→ SOURCE DATA
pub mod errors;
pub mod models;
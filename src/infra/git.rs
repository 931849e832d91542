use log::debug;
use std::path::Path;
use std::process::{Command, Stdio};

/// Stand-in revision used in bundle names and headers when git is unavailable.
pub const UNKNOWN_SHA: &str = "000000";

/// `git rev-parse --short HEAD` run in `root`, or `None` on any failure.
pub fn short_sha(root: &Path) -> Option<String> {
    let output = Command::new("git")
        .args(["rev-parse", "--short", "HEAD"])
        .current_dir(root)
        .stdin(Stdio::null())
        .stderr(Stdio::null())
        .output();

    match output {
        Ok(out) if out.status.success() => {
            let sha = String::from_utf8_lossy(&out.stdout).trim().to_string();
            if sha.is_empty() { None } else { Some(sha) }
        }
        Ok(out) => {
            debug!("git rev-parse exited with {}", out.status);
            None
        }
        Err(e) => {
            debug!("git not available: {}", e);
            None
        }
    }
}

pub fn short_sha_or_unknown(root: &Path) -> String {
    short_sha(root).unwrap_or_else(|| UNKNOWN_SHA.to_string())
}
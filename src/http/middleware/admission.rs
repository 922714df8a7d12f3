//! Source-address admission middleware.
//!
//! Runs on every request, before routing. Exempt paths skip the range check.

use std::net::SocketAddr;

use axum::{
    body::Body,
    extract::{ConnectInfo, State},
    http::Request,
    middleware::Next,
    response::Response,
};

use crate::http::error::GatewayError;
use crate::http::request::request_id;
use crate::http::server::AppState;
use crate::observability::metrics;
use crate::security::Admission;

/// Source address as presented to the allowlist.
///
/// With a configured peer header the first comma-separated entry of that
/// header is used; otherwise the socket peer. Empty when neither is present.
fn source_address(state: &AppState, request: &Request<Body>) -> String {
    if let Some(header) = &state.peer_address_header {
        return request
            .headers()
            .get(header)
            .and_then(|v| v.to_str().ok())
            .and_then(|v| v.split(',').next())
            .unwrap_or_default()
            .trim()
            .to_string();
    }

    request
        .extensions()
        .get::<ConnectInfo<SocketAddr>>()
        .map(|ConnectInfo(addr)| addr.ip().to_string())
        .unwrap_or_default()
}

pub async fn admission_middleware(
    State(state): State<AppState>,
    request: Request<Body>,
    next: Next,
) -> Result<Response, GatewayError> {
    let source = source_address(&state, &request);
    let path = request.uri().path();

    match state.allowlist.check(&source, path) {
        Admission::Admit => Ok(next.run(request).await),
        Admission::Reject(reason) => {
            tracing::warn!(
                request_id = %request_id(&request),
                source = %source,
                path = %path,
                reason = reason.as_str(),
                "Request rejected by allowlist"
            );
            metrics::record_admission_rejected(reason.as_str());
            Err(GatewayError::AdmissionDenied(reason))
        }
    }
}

→ REQUIREMENT
Transcribe exactly, and only, the lines from the opening line of the records through the line containing "pub fn short_sha_or_unknown(root: &Path)".

→ SOLUTION FOR THIS PROBLEM
pub mod errors;
pub mod models;
filename src/infra/git.rs
repository 931849e832d91542
use log::debug;
use std::path::Path;
use std::process::{Command, Stdio};

/// Stand-in revision used in bundle names and headers when git is unavailable.
pub const UNKNOWN_SHA: &str = "000000";

/// `git rev-parse --short HEAD` run in `root`, or `None` on any failure.
pub fn short_sha(root: &Path) -> Option<String> {
    let output = Command::new("git")
        .args(["rev-parse", "--short", "HEAD"])
        .current_dir(root)
        .stdin(Stdio::null())
        .stderr(Stdio::null())
        .output();

    match output {
        Ok(out) if out.status.success() => {
            let sha = String::from_utf8_lossy(&out.stdout).trim().to_string();
            if sha.is_empty() { None } else { Some(sha) }
        }
        Ok(out) => {
            debug!("git rev-parse exited with {}", out.status);
            None
        }
        Err(e) => {
            debug!("git not available: {}", e);
            None
        }
    }
}

pub fn short_sha_or_unknown(root: &Path) -> String {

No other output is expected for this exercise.